Amino acid starvation and colicin D treatment induce A-site mRNA cleavage in Escherichia coli.

Escherichia coli possesses a unique RNase activity that cleaves stop codons in the ribosomal aminoacyl-tRNA binding site (A-site) during inefficient translation termination. This A-site mRNA cleavage allows recycling of arrested ribosomes by facilitating recruitment of the tmRNA*SmpB ribosome rescue system. To test whether A-site nuclease activity also cleaves sense codons, we induced ribosome pausing at each of the six arginine codons using three strategies; rare codon usage, arginine starvation, and inactivation of arginine tRNAs with colicin D. In each instance, ribosome pausing induced mRNA cleavage within the target arginine codons, and resulted in tmRNA-mediated SsrA-peptide tagging of the nascent polypeptide.
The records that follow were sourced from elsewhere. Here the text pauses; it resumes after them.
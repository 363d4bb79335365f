// Word segmentation of region text.

use lazy_static::lazy_static;
use regex::Regex;

use crate::error::{Error, Result};
use crate::parser::Region;
use crate::Position;

/// Punctuation treated as word boundaries, in addition to whitespace.
pub const DEFAULT_SEPARATORS: &str = ".=+{}*()[]_`\\|,@#&!/<>:-'\"";

lazy_static! {
    static ref DEFAULT_PATTERN: Regex = Regex::new(&separator_class(DEFAULT_SEPARATORS)).unwrap();
}

fn separator_class(chars: &str) -> String {
    let escaped: String = chars
        .chars()
        .filter(|ch| !ch.is_whitespace())
        .map(|ch| regex::escape(ch.encode_utf8(&mut [0; 4])))
        .collect();
    format!(r"[\s{escaped}]+")
}

/// The separator class: whitespace plus a fixed set of characters.
#[derive(Debug, Clone)]
pub struct Separators {
    chars: String,
    pattern: Regex,
}

impl Separators {
    pub fn new(chars: &str) -> Result<Self> {
        let pattern = Regex::new(&separator_class(chars)).map_err(|e| Error::Separators {
            chars: chars.to_string(),
            reason: e.to_string(),
        })?;
        Ok(Self {
            chars: chars.to_string(),
            pattern,
        })
    }

    pub fn chars(&self) -> &str {
        &self.chars
    }

    pub fn is_separator(&self, ch: char) -> bool {
        ch.is_whitespace() || self.chars.contains(ch)
    }
}

impl Default for Separators {
    fn default() -> Self {
        Self {
            chars: DEFAULT_SEPARATORS.to_string(),
            pattern: DEFAULT_PATTERN.clone(),
        }
    }
}

/// A word inside some text, with byte offsets into that text.
#[derive(Debug, Clone, Copy, PartialEq, Eq)]
pub struct WordSlice<'a> {
    pub word: &'a str,
    pub start: usize,
    pub end: usize,
}

/// Split `text` on separator runs. Empty candidates are never returned.
pub fn split_words<'a>(text: &'a str, separators: &Separators) -> Vec<WordSlice<'a>> {
    let mut words = Vec::new();
    let mut cut = 0;

    let mut emit = |start: usize, end: usize| {
        if start < end {
            words.push(WordSlice {
                word: &text[start..end],
                start,
                end,
            });
        }
    };

    for run in separators.pattern.find_iter(text) {
        emit(cut, run.start());
        cut = run.end();
    }
    // Text after the last separator run.
    emit(cut, text.len());

    words
}

/// A word positioned in the document.
#[derive(Debug, Clone, PartialEq, Eq)]
pub struct WordSegment {
    pub word: String,
    pub start: Position,
    pub end: Position,
}

/// Segment a region's text into words with absolute document positions.
pub fn segment_region(region: &Region, separators: &Separators) -> Vec<WordSegment> {
    split_words(&region.text, separators)
        .into_iter()
        .map(|slice| WordSegment {
            word: slice.word.to_string(),
            start: region.position_at(slice.start),
            end: region.position_at(slice.end),
        })
        .collect()
}

/// Split a camelCase or PascalCase word into its parts, with byte offsets into `word`.
///
/// A run of capitals followed by a lowercase letter keeps the last capital
/// for the next part, so `HTTPServer` gives `HTTP` and `Server`.
pub fn split_camel_case(word: &str) -> Vec<WordSlice<'_>> {
    let chars: Vec<(usize, char)> = word.char_indices().collect();
    let mut parts = Vec::new();
    let mut start = 0;

    for i in 1..chars.len() {
        let (offset, ch) = chars[i];
        let prev = chars[i - 1].1;
        let next = chars.get(i + 1).map(|&(_, c)| c);

        let lower_to_upper = (prev.is_lowercase() || prev.is_ascii_digit()) && ch.is_uppercase();
        let acronym_end =
            prev.is_uppercase() && ch.is_uppercase() && next.is_some_and(char::is_lowercase);

        if lower_to_upper || acronym_end {
            parts.push(WordSlice {
                word: &word[start..offset],
                start,
                end: offset,
            });
            start = offset;
        }
    }

    if start < word.len() {
        parts.push(WordSlice {
            word: &word[start..],
            start,
            end: word.len(),
        });
    }

    parts
}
A-site mRNA cleavage did not require the stringent factor ppGpp, or bacterial toxins such as RelE, which mediates a similar nuclease activity. However, the efficiency of A-site cleavage was modulated by the identity of the two codons immediately upstream (5' side) of the A-site codon. Starvation for histidine and tryptophan also induced A-site cleavage at histidine and tryptophan codons, respectively. Thus, A-site mRNA cleavage is a general response to ribosome pausing, capable of cleaving a variety of sense and stop codons. The induction of A-site cleavage during amino acid starvation suggests this nuclease activity may help to regulate protein synthesis during nutritional stress.